Scan the lines below; pull out those with "restored".
======== EXERCISE DATA ========
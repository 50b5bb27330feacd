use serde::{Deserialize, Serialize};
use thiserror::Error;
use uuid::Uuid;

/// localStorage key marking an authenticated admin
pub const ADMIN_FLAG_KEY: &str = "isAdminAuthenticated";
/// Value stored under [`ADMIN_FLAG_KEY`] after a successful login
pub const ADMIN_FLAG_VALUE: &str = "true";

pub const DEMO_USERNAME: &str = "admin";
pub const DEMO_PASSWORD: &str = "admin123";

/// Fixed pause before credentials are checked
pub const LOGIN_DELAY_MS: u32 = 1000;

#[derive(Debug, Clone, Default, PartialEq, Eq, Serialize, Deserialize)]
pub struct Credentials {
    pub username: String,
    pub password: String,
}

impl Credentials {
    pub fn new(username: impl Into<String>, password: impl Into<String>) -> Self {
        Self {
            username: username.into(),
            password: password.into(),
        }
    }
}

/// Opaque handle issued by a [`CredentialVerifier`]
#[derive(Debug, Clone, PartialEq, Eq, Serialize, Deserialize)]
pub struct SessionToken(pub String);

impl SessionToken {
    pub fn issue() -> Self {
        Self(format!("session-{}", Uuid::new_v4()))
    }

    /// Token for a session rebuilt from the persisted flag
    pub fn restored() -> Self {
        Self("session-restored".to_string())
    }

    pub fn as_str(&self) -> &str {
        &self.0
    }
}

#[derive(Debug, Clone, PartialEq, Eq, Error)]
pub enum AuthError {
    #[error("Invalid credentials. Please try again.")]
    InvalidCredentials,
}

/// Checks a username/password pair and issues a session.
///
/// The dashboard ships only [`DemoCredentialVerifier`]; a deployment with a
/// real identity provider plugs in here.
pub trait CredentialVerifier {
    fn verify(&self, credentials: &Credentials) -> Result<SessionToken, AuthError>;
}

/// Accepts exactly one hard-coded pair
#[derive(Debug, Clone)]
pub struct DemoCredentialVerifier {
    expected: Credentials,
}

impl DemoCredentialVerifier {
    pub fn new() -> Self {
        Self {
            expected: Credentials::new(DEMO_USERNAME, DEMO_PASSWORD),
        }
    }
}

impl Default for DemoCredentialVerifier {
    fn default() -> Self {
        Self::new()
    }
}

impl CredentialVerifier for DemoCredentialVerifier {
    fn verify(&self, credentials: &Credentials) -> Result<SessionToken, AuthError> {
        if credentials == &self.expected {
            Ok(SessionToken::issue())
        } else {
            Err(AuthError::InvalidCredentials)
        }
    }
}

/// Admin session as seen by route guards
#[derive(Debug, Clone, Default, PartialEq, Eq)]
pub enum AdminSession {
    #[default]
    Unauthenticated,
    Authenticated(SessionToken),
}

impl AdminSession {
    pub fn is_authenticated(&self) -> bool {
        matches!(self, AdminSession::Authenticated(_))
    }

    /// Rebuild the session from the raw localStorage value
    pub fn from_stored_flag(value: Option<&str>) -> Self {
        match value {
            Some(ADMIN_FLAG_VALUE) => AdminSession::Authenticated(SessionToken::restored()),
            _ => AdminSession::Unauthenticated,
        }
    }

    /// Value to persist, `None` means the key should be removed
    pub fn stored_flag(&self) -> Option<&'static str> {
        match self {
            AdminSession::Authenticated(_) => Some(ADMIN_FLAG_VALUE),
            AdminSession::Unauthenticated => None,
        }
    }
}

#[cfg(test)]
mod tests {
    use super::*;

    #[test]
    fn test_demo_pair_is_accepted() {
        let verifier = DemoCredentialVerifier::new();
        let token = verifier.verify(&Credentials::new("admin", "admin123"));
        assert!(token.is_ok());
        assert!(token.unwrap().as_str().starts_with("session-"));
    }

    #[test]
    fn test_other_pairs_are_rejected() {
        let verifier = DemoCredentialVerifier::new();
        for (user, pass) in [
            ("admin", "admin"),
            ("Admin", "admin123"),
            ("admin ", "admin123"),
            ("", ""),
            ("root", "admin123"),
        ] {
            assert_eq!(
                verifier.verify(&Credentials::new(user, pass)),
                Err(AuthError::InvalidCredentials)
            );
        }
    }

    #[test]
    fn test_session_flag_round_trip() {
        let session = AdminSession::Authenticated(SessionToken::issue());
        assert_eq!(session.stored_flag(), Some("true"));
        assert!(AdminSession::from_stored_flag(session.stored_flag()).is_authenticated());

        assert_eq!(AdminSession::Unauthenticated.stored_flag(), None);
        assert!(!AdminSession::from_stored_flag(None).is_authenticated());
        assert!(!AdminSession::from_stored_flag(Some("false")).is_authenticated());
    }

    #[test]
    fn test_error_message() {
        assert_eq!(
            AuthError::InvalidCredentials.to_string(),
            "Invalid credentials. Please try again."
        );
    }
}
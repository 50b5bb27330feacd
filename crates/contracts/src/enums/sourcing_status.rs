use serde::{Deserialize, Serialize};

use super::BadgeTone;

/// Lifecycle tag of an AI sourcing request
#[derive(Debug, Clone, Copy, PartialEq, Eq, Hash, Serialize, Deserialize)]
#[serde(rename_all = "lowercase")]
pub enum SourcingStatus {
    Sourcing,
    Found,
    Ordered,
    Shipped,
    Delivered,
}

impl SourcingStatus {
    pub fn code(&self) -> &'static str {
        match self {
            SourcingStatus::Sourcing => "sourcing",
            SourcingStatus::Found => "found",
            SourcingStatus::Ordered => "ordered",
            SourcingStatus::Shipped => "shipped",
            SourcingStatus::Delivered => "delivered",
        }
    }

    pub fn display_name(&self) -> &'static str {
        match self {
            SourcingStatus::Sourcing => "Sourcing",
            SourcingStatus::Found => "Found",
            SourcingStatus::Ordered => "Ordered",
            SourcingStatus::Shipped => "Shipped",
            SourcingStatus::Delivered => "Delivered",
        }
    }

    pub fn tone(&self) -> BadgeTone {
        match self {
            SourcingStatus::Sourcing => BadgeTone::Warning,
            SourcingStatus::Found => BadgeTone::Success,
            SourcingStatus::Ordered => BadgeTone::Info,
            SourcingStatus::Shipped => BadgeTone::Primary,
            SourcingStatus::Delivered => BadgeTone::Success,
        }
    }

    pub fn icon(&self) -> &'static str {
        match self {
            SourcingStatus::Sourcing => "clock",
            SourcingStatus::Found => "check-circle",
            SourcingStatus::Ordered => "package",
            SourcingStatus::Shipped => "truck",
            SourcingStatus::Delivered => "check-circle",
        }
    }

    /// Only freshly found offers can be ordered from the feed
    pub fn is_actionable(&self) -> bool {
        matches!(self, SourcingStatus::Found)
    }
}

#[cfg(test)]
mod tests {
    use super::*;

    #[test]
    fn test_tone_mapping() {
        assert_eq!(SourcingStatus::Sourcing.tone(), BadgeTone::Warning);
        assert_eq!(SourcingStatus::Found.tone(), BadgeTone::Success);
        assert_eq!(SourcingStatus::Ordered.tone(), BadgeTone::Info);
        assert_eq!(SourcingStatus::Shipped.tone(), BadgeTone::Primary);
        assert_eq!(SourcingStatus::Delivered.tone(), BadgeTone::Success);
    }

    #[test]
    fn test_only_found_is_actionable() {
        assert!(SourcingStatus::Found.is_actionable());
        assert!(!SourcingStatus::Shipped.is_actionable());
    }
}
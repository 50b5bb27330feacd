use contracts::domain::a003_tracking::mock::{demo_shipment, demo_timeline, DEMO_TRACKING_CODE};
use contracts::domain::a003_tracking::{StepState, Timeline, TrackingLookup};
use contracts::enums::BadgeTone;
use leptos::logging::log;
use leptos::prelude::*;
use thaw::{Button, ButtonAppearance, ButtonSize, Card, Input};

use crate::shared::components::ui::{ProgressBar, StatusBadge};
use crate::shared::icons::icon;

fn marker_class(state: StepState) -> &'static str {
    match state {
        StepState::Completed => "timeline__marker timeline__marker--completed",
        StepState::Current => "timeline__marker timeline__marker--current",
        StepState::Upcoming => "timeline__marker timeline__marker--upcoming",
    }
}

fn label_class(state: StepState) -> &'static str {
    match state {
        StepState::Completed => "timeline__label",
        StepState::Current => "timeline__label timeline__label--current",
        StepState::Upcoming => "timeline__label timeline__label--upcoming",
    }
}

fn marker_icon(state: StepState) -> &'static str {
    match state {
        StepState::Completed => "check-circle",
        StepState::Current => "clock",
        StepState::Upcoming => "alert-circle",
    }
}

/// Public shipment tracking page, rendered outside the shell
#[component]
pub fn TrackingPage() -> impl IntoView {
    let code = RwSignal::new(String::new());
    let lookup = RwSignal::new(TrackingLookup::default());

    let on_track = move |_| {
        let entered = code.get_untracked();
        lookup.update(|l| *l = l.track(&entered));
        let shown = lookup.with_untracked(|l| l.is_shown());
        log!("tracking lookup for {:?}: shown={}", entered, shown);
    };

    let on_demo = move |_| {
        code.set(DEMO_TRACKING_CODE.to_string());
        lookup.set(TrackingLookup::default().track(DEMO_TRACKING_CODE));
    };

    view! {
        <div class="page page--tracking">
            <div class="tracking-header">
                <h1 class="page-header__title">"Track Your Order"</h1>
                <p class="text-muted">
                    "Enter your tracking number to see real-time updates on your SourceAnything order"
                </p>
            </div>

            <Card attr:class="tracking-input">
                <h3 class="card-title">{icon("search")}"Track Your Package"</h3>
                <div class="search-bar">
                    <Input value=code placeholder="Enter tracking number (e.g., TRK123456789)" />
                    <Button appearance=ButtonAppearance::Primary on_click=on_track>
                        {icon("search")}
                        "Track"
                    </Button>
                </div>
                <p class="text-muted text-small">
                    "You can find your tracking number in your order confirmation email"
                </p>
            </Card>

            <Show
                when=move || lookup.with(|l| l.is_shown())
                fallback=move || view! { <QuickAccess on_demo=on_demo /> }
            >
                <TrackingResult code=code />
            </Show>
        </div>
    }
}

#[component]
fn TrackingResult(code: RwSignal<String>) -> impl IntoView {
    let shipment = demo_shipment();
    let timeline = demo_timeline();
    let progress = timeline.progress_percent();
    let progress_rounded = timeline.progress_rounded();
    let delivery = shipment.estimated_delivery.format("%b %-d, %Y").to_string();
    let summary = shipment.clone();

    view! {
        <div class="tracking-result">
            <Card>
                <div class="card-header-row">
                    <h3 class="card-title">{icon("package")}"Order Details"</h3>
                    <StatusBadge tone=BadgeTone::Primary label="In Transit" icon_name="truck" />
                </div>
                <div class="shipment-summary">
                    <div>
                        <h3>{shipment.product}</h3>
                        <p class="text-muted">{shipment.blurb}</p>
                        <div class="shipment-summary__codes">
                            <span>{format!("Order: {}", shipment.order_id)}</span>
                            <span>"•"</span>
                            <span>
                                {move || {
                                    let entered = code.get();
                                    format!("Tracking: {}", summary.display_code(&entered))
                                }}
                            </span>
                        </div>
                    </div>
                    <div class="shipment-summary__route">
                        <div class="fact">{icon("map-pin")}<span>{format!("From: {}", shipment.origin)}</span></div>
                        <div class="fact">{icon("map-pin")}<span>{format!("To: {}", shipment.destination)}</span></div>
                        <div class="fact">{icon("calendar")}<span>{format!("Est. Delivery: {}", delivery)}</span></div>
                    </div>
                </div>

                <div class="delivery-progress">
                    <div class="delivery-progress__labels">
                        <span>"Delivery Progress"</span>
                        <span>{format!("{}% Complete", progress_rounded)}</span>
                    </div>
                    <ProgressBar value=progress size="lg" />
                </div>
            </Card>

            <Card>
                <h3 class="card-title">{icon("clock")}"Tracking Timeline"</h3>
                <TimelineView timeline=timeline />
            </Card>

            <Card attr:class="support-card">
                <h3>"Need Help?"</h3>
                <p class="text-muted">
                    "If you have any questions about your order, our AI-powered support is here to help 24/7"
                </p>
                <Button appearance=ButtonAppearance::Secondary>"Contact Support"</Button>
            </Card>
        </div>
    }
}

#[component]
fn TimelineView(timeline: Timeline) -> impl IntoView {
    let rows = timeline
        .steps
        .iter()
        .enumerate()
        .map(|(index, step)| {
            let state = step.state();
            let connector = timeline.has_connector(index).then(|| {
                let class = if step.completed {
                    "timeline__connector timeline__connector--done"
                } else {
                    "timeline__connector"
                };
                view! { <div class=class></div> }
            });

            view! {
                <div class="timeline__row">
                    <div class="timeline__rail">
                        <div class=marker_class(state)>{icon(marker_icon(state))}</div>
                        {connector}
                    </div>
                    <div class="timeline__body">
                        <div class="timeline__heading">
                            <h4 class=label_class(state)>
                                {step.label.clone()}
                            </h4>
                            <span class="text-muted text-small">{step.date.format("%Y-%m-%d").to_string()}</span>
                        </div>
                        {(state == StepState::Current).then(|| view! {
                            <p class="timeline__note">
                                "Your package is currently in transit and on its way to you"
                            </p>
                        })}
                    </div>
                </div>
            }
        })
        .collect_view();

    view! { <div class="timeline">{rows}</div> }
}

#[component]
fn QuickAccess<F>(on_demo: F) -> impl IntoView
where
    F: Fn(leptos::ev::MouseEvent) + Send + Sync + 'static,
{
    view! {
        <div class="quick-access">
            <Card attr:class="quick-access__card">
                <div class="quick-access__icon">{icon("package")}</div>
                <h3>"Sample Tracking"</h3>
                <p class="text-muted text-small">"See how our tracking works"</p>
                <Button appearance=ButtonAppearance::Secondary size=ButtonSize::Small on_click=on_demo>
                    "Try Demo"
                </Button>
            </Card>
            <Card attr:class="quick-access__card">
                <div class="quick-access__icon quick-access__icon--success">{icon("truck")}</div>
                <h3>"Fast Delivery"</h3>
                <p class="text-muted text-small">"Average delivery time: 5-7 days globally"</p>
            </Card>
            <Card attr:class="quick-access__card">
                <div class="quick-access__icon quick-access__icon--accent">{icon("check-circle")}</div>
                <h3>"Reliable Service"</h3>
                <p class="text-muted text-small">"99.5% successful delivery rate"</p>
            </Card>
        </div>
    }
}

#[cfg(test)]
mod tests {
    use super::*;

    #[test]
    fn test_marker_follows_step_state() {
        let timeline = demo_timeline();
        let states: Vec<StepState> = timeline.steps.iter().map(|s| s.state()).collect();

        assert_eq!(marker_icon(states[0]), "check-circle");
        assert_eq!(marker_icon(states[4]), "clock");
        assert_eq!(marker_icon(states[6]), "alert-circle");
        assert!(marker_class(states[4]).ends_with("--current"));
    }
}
========
======== EXERCISE DATA ========
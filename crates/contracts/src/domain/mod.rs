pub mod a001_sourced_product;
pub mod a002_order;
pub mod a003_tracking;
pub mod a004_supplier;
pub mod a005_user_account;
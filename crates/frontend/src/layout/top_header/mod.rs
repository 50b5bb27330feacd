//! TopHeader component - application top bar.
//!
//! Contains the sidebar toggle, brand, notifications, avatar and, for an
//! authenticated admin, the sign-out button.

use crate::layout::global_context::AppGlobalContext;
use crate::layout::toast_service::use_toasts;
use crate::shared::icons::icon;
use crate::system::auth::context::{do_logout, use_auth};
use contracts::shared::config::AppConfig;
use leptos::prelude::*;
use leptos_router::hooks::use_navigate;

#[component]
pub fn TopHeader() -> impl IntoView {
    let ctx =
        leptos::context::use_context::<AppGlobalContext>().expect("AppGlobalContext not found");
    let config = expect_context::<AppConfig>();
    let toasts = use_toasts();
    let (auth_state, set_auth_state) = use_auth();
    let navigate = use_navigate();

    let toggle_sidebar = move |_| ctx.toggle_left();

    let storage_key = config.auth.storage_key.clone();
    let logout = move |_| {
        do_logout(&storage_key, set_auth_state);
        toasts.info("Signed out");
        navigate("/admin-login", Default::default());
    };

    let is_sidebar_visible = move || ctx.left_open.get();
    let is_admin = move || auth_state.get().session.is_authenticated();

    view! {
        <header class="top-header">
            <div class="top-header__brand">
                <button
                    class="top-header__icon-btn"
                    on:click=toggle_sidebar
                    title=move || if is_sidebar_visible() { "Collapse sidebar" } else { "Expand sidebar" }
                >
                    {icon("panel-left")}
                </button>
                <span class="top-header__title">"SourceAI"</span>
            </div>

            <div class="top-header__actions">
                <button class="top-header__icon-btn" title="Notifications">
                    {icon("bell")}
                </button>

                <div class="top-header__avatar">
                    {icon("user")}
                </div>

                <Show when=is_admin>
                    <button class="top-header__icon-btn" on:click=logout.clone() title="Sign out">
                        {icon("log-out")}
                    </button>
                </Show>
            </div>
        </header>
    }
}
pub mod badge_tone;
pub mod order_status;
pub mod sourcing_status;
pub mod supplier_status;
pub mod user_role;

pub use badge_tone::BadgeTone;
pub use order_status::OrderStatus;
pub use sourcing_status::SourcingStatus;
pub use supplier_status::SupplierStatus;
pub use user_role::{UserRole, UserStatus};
========
> [WRITTEN SOLUTION]
    pub fn restored() -> Self {
        Self("session-restored".to_string())
            Some(ADMIN_FLAG_VALUE) => AdminSession::Authenticated(SessionToken::restored()),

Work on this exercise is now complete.